> **TASK REQUIREMENTS**
In your answer, copy every entry that follows exactly.

> **Collected data entries**

BEGIN

//! This crate implements the binary codec for DICOM data sets
//! and Part 10 files:
//!
//! - [`cursor`]: endian-aware byte cursors over in-memory data;
//! - [`transfer_syntax`]: the supported transfer syntaxes;
//! - [`value`]: reading and writing of primitive values per VR;
//! - [`element`]: data element and sequence item header codecs;
//! - [`dataset`]: the [`Dataset`] type and its recursive codec,
//!   including encapsulated pixel data framing;
//! - [`file`]: the Part 10 file container and file meta builder.
//!
//! # Example
//!
//! ```no_run
//! # fn run() -> Result<(), Box<dyn std::error::Error>> {
//! use dcmio_codec::DicomFile;
//!
//! let bytes = std::fs::read("image.dcm")?;
//! let file = DicomFile::from_bytes(&bytes)?;
//! let name = file
//!     .dataset
//!     .element_by_name("PatientName", &dcmio_dictionary::StandardDataDictionary);
//! # Ok(())
//! # }
//! ```

pub mod cursor;
pub mod dataset;
pub mod element;
pub mod file;
pub mod transfer_syntax;
pub mod value;

pub use crate::cursor::{Sink, Source};
pub use crate::dataset::{Dataset, ReadOptions, WriteOptions};
pub use crate::file::{DicomFile, MetaBuilder};
pub use crate::transfer_syntax::{Encapsulation, TransferSyntax};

END

> **REPLY**
//! This crate implements the binary codec for DICOM data sets
//! and Part 10 files:
//!
//! - [`cursor`]: endian-aware byte cursors over in-memory data;
//! - [`transfer_syntax`]: the supported transfer syntaxes;
//! - [`value`]: reading and writing of primitive values per VR;
//! - [`element`]: data element and sequence item header codecs;
//! - [`dataset`]: the [`Dataset`] type and its recursive codec,
//!   including encapsulated pixel data framing;
//! - [`file`]: the Part 10 file container and file meta builder.
//!
//! # Example
//!
//! ```no_run
//! # fn run() -> Result<(), Box<dyn std::error::Error>> {
//! use dcmio_codec::DicomFile;
//!
//! let bytes = std::fs::read("image.dcm")?;
//! let file = DicomFile::from_bytes(&bytes)?;
//! let name = file
//!     .dataset
//!     .element_by_name("PatientName", &dcmio_dictionary::StandardDataDictionary);
//! # Ok(())
//! # }
//! ```

pub mod cursor;
pub mod dataset;
pub mod element;
pub mod file;
pub mod transfer_syntax;
pub mod value;

pub use crate::cursor::{Sink, Source};
pub use crate::dataset::{Dataset, ReadOptions, WriteOptions};
pub use crate::file::{DicomFile, MetaBuilder};
pub use crate::transfer_syntax::{Encapsulation, TransferSyntax};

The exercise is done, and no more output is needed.